Let's walk through each of these.

Drop the unfixable columns

LearnCode has 554 unique combinations of responses, and OpSysProfessional use has 947. There's no clean way to encode either of these without adding an enormous amount of noise to the model.

df_model = df_model.drop(columns=['LearnCode', 'OpSysProfessional use'])

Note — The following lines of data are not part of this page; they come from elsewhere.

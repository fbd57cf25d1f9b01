use std::{path::PathBuf, sync::Arc};

use anyhow::{bail, Context, Result};
use clap::Parser;
use client_core::{
    preferences::{load_layout, save_layout},
    FilePreferenceStore, HttpPhotoSource, SearchOrchestrator,
};
use shared::domain::GalleryLayout;
use tracing::{info, warn};
use tracing_subscriber::EnvFilter;

mod config;
mod render;

use config::load_settings;

#[derive(Parser, Debug)]
#[command(name = "gallery", about = "Browse the photo API from a terminal")]
struct Args {
    /// Search terms; leave empty to list curated photos.
    query: Vec<String>,
    /// Number of pages to fetch, including the first.
    #[arg(long, default_value_t = 1)]
    pages: u32,
    #[arg(long)]
    per_page: Option<u32>,
    /// grid, carousel, list or cards. Remembered for later runs.
    #[arg(long)]
    layout: Option<GalleryLayout>,
    #[arg(long, default_value = "gallery.toml")]
    config: PathBuf,
}

#[tokio::main]
async fn main() -> Result<()> {
    tracing_subscriber::fmt()
        .with_env_filter(
            EnvFilter::try_from_default_env().unwrap_or_else(|_| EnvFilter::new("info")),
        )
        .with_writer(std::io::stderr)
        .init();
    let args = Args::parse();

    let mut settings = load_settings(&args.config);
    if let Some(per_page) = args.per_page.filter(|n| *n > 0) {
        settings.per_page = per_page;
    }

    let preferences = FilePreferenceStore::new(&settings.preferences_path);
    let layout = match args.layout {
        Some(layout) => {
            if let Err(err) = save_layout(&preferences, layout) {
                warn!(error = %err, "could not remember layout choice");
            }
            layout
        }
        None => load_layout(&preferences),
    };

    let source = HttpPhotoSource::new(settings.source_config())
        .context("failed to set up photo API client")?;
    let orchestrator = SearchOrchestrator::with_page_size(Arc::new(source), settings.per_page);

    let query = args.query.join(" ");
    info!(query = %query, layout = layout.as_str(), pages = args.pages, "gallery: searching");
    let mut state = orchestrator.search(query).await;
    let mut fetched = 1;
    while state.error.is_none() && state.has_more && fetched < args.pages {
        state = orchestrator.load_more().await;
        fetched += 1;
    }

    print!("{}", render::render(layout, &state.items));
    if let Some(err) = &state.error {
        bail!("{}", err.user_message());
    }
    Ok(())
}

Ordinal encoding for age, education, and organization size

These columns have a natural order to them: a bachelor's degree ranks higher than a high school diploma, and a 10,000-person company ranks larger than a 10-person startup. Ordinal encoding captures that relationship by assigning a number to each category.

age_order = {
    'Under 18 years old': 0, '18-24 years old': 1,
    '25-34 years old': 2, '35-44 years old': 3,
    '45-54 years old': 4, '55-64 years old': 5,
    '65 years or older': 6, 'Prefer not to say': 2
}
df_model['Age_Ordinal'] = df_model['Age'].map(age_order)
df_model = df_model.drop(columns=['Age'])

edlevel_order = {
    'Primary/elementary school': 0,
    'Secondary school (e.g. American high school, German Realschule or Gymnasium, etc.)': 1,
    'Some college/university study without earning a degree': 2,
    'Associate degree (A.A., A.S., etc.)': 3,
    "Bachelor's degree (B.A., B.S., B.Eng., etc.)": 4,
    "Master's degree (M.A., M.S., M.Eng., MBA, etc.)": 5,
    'Professional degree (JD, MD, Ph.D, Ed.D, etc.)': 6,
    'Something else': 2
}
df_model['EdLevel_Ordinal'] = df_model['EdLevel'].map(edlevel_order)
df_model = df_model.drop(columns=['EdLevel'])

orgsize_order = {
    'Just me - I am a freelancer, sole proprietor, etc.': 0,
    '2 to 9 employees': 1, '10 to 19 employees': 2,
    '20 to 99 employees': 3, '100 to 499 employees': 4,
    '500 to 999 employees': 5, '1,000 to 4,999 employees': 6,
    '5,000 to 9,999 employees': 7, '10,000 or more employees': 8,
    "I don't know": 4
}
df_model['OrgSize_Ordinal'] = df_model['OrgSize'].map(orgsize_order)
df_model = df_model.drop(columns=['OrgSize'])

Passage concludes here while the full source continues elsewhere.